Work item -
Locate the word "SupportedResources" in the data below, then copy every line that holds it.

Data in this exercise -
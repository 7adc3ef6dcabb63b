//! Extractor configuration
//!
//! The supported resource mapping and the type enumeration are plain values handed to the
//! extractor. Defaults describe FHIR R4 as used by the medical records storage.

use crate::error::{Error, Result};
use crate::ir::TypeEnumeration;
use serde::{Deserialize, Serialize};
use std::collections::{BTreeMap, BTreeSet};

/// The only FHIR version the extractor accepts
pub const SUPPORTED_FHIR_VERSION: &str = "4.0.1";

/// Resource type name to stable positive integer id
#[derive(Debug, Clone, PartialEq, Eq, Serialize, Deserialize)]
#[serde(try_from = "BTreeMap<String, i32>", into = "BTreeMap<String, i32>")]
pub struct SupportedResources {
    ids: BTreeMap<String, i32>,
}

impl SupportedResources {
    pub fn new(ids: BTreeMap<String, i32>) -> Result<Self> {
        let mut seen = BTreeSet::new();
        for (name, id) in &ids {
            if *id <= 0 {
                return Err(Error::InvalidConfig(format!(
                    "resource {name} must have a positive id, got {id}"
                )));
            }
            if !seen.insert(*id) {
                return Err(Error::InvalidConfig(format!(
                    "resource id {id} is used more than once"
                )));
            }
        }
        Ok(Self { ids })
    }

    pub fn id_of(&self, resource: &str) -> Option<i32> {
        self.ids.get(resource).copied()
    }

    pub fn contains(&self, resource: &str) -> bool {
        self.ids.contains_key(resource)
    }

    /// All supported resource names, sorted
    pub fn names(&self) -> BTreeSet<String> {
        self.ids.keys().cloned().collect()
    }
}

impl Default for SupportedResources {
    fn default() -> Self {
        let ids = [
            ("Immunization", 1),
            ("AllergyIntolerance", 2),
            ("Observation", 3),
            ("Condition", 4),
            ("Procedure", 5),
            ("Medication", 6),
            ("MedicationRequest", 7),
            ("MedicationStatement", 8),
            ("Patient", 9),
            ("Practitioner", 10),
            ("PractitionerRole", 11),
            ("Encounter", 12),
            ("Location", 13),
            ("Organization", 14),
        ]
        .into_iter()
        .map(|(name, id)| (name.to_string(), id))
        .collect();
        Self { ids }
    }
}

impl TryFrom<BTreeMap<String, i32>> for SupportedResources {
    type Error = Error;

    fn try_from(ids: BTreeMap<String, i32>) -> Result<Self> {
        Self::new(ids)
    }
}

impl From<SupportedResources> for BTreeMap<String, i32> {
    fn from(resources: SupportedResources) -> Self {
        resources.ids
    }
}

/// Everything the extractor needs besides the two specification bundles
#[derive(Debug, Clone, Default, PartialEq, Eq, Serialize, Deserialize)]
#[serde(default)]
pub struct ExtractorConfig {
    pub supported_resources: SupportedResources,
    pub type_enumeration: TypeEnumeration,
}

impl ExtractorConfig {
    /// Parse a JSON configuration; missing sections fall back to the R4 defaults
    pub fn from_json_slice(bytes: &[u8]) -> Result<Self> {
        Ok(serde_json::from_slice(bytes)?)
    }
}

...

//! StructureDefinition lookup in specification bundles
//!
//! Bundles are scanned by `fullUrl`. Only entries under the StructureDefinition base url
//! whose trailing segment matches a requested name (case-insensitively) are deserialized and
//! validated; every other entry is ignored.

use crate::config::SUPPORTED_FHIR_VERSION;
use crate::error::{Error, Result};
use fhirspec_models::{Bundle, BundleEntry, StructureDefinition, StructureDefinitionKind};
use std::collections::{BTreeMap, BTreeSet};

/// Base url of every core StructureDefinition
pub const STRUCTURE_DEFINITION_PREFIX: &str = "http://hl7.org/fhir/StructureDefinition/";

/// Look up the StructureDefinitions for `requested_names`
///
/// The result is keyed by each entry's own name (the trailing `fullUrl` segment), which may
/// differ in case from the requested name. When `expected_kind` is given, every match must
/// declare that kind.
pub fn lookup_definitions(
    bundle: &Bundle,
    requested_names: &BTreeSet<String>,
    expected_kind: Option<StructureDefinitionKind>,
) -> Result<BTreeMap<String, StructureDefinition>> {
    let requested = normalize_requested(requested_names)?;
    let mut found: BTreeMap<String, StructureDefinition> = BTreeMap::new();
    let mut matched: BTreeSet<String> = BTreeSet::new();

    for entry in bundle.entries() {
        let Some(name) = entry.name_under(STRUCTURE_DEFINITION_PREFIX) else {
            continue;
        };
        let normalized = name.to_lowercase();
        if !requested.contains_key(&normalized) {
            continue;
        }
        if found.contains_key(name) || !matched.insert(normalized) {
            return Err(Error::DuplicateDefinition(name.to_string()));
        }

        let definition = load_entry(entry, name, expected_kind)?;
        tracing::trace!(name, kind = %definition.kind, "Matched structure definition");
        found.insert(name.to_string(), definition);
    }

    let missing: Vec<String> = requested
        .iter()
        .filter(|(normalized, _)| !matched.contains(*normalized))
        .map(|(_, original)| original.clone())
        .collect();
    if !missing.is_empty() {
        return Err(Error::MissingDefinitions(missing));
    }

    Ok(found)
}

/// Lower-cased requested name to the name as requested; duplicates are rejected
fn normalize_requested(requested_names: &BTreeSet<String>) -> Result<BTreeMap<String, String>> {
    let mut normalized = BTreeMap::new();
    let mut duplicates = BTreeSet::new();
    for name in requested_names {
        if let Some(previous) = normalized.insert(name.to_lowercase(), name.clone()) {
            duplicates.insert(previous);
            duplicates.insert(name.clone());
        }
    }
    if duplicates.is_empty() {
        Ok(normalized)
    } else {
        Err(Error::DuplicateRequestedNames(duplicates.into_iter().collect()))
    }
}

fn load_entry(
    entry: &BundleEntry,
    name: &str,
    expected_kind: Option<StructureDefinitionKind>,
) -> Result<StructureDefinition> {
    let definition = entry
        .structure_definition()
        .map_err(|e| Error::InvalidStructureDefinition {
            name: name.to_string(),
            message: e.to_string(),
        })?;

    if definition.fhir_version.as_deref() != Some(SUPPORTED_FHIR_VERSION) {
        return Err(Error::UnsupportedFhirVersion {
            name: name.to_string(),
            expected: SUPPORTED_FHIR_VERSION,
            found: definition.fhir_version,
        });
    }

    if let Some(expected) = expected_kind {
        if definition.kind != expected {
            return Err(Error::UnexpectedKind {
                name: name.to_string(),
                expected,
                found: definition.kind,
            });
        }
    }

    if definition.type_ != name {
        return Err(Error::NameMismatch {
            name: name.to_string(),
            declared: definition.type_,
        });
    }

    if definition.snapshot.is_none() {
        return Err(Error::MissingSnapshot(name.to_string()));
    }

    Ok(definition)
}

Written solution -
pub struct SupportedResources {
impl SupportedResources {
impl Default for SupportedResources {
impl TryFrom<BTreeMap<String, i32>> for SupportedResources {
impl From<SupportedResources> for BTreeMap<String, i32> {
    fn from(resources: SupportedResources) -> Self {
    pub supported_resources: SupportedResources,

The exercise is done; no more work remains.